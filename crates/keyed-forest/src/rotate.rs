//! Rotations and the transplant splice.
//!
//! Rotations re-root a three-node neighborhood while preserving the
//! in-order key sequence; they never touch value sequences or colors.
//! Preconditions are checked before any link changes, so a failed call
//! leaves the tree untouched.

use crate::error::TreeError;
use crate::tree::RbTree;

impl<V> RbTree<V> {
    /// Left-rotates the edge between `parent` and its right child `child`.
    ///
    /// `child`'s left subtree migrates under `parent` as its new right
    /// subtree; `child` takes `parent`'s former slot (root, or child of
    /// `parent`'s old parent) and `parent` becomes `child`'s left child.
    pub fn rotate_left(&mut self, parent: u128, child: u128) -> Result<(), TreeError> {
        let pn = self.node(parent)?;
        let cn = self.node(child)?;
        if pn.right != Some(child) || cn.parent != Some(parent) {
            return Err(TreeError::InvalidRotationNodes);
        }
        let grandparent = pn.parent;
        let moved = cn.left;

        self.node_mut(parent)?.right = moved;
        if let Some(m) = moved {
            self.node_mut(m)?.parent = Some(parent);
        }

        match grandparent {
            Some(g) => {
                let gn = self.node_mut(g)?;
                if gn.left == Some(parent) {
                    gn.left = Some(child);
                } else {
                    gn.right = Some(child);
                }
                self.node_mut(child)?.parent = Some(g);
            }
            None => self.set_root_node(child)?,
        }

        self.node_mut(child)?.left = Some(parent);
        self.node_mut(parent)?.parent = Some(child);
        Ok(())
    }

    /// Mirror of [`rotate_left`]: `child` must be `parent`'s left child;
    /// `child`'s right subtree migrates to become `parent`'s new left
    /// subtree.
    ///
    /// [`rotate_left`]: RbTree::rotate_left
    pub fn rotate_right(&mut self, parent: u128, child: u128) -> Result<(), TreeError> {
        let pn = self.node(parent)?;
        let cn = self.node(child)?;
        if pn.left != Some(child) || cn.parent != Some(parent) {
            return Err(TreeError::InvalidRotationNodes);
        }
        let grandparent = pn.parent;
        let moved = cn.right;

        self.node_mut(parent)?.left = moved;
        if let Some(m) = moved {
            self.node_mut(m)?.parent = Some(parent);
        }

        match grandparent {
            Some(g) => {
                let gn = self.node_mut(g)?;
                if gn.left == Some(parent) {
                    gn.left = Some(child);
                } else {
                    gn.right = Some(child);
                }
                self.node_mut(child)?.parent = Some(g);
            }
            None => self.set_root_node(child)?,
        }

        self.node_mut(child)?.right = Some(parent);
        self.node_mut(parent)?.parent = Some(child);
        Ok(())
    }

    /// Splices `child` into `parent`'s attachment point: root, or the
    /// corresponding child slot of `parent`'s parent. Repoints `child`'s
    /// parent link and nothing else; callers rewire `child`'s subtrees and
    /// rebalance themselves. Building block for a delete extension.
    pub fn transplant(&mut self, parent: u128, child: u128) -> Result<(), TreeError> {
        let former = self.node(parent)?.parent;
        self.node(child)?;
        match former {
            Some(g) => {
                let gn = self.node_mut(g)?;
                if gn.left == Some(parent) {
                    gn.left = Some(child);
                } else {
                    gn.right = Some(child);
                }
                self.node_mut(child)?.parent = Some(g);
            }
            None => self.set_root_node(child)?,
        }
        Ok(())
    }
}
-*-
■ PROBLEM
Show every line above in which the word "RbTree" occurs.

■ OUTPUT OF THE EXERCISE
use crate::tree::RbTree;
impl<V> RbTree<V> {
    /// [`rotate_left`]: RbTree::rotate_left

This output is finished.